Brent Ozar has an epiphany:

I’ll give you an example. A client came to me because they were struggling with sporadic performance problems in Azure SQL DB, and nothing seemed to make sense:

  • sp_BlitzFirst @SinceStartup = 1 showed very clearly that their top wait, by a long shot, was blocking. Hundreds of hours of it in a week.
  • sp_BlitzIndex showed the “Aggressive Indexes” warning on a single table, but… only tens of minutes of locking, nowhere near the level the database was seeing overall.
  • sp_BlitzCache @SortOrder = ‘duration’ showed a couple queries with the “Long Running, Low CPU” warning, and they did indeed have blocking involved, but … pretty minor stuff.
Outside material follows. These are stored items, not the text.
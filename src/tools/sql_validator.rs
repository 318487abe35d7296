//! Statement gatekeeper for raw, caller-supplied SQL.
//!
//! This is a syntactic allow-list/deny-list filter, not a parser. A statement is
//! accepted for an operation class when, after trimming and stripping one trailing
//! `;`, its lower-cased text:
//! - is not empty,
//! - starts with one of the class's permitted keywords,
//! - contains none of `attach`, `detach`, `pragma`, `--`, `/*`,
//! - contains no further `;`.
//!
//! The SQLite driver runs every statement of a multi-statement string, so a
//! leftover `;` is always a rejection.
//!
//! Known gaps: matching is plain substring matching. Denied words inside string
//! literals or identifiers (`'-- note'`, `attached_at`) are rejected too, and nothing
//! here understands nested constructs. In particular a leading `with` does not make
//! a statement a query: SQLite accepts `WITH x AS (...) DELETE FROM t` (and INSERT,
//! UPDATE, REPLACE) and this filter accepts it as read-only. `sqlite_run_sql` closes
//! that gap by running on a read-only handle, not by a stricter check here.

use crate::error::{DbError, DbResult};

/// Leading keywords for read-only query tools.
pub const READ_ONLY_KEYWORDS: &[&str] = &["select", "with"];

/// Leading keywords for the DDL tool.
pub const DDL_KEYWORDS: &[&str] = &["create", "drop", "alter", "reindex"];

/// Substrings denied anywhere in the statement, with the rule name reported on rejection.
const DENIED_PATTERNS: &[(&str, &str)] = &[
    ("attach", "attach"),
    ("detach", "detach"),
    ("pragma", "pragma"),
    ("--", "line_comment"),
    ("/*", "block_comment"),
];

/// Trim whitespace and strip a single trailing statement terminator.
///
/// The returned slice is what gets executed; only comparisons are lower-cased.
pub fn normalize(sql: &str) -> &str {
    let trimmed = sql.trim();
    match trimmed.strip_suffix(';') {
        Some(rest) => rest.trim_end(),
        None => trimmed,
    }
}

/// Validate `sql` against a set of permitted leading keywords.
///
/// Returns the normalized statement text on success.
///
/// # Examples
///
/// ```
/// use sqlite_tools_mcp::tools::sql_validator::{validate_statement, READ_ONLY_KEYWORDS};
///
/// assert_eq!(
///     validate_statement("  SELECT * FROM items; ", READ_ONLY_KEYWORDS).unwrap(),
///     "SELECT * FROM items"
/// );
/// assert!(validate_statement("DELETE FROM items", READ_ONLY_KEYWORDS).is_err());
/// assert!(validate_statement("SELECT 1 -- hi", READ_ONLY_KEYWORDS).is_err());
/// ```
pub fn validate_statement<'a>(sql: &'a str, allowed: &[&str]) -> DbResult<&'a str> {
    let statement = normalize(sql);
    if statement.is_empty() {
        return Err(DbError::rejected("empty", "SQL statement is empty"));
    }

    let lowered = statement.to_lowercase();
    if !allowed.iter().any(|kw| lowered.starts_with(kw)) {
        let expected = allowed
            .iter()
            .map(|kw| kw.to_uppercase())
            .collect::<Vec<_>>()
            .join(", ");
        return Err(DbError::rejected(
            "leading_keyword",
            format!("Statement must start with one of: {}", expected),
        ));
    }

    check_denied(&lowered)?;
    Ok(statement)
}

/// Validate a read-only query (`SELECT` or `WITH ... SELECT`).
pub fn validate_read_only(sql: &str) -> DbResult<&str> {
    validate_statement(sql, READ_ONLY_KEYWORDS)
}

/// Validate a schema statement (`CREATE`, `DROP`, `ALTER`, `REINDEX`).
pub fn validate_ddl(sql: &str) -> DbResult<&str> {
    validate_statement(sql, DDL_KEYWORDS)
}

/// Validate a caller-written predicate fragment such as a `WHERE` body.
///
/// Fragments have no leading keyword but get the same deny-list, so they cannot
/// smuggle a comment, a pragma or a second statement into the composed query.
pub fn validate_fragment(fragment: &str) -> DbResult<&str> {
    let trimmed = fragment.trim();
    if trimmed.is_empty() {
        return Err(DbError::rejected("empty", "Predicate is empty"));
    }
    check_denied(&trimmed.to_lowercase())?;
    Ok(trimmed)
}

fn check_denied(lowered: &str) -> DbResult<()> {
    for (pattern, rule) in DENIED_PATTERNS {
        if lowered.contains(pattern) {
            return Err(DbError::rejected(
                *rule,
                format!("'{}' is not allowed in submitted SQL", pattern),
            ));
        }
    }
    if lowered.contains(';') {
        return Err(DbError::rejected(
            "multiple_statements",
            "Only a single statement is allowed; remove the embedded ';'",
        ));
    }
    Ok(())
}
Plus, their plan cache was nearly useless due to a ton of unparameterized queries pouring through constantly, overwhelming Azure SQL DB’s limited plan cache.
  • sp_Blitz wasn’t reporting any deadlocks, either. (sp_BlitzLock doesn’t work in Azure SQL DB at the moment because Microsoft’s no longer running the default system health XE session up there. They turned that off in order to save money on hosting costs, and passed the savings on to… wait… hmm)
  • As a last-ditch hail-Mary, I ran sp_BlitzWho repeatedly, trying to catch the blocking happening in action. No dice – the odds that I’d catch it live weren’t great anyway.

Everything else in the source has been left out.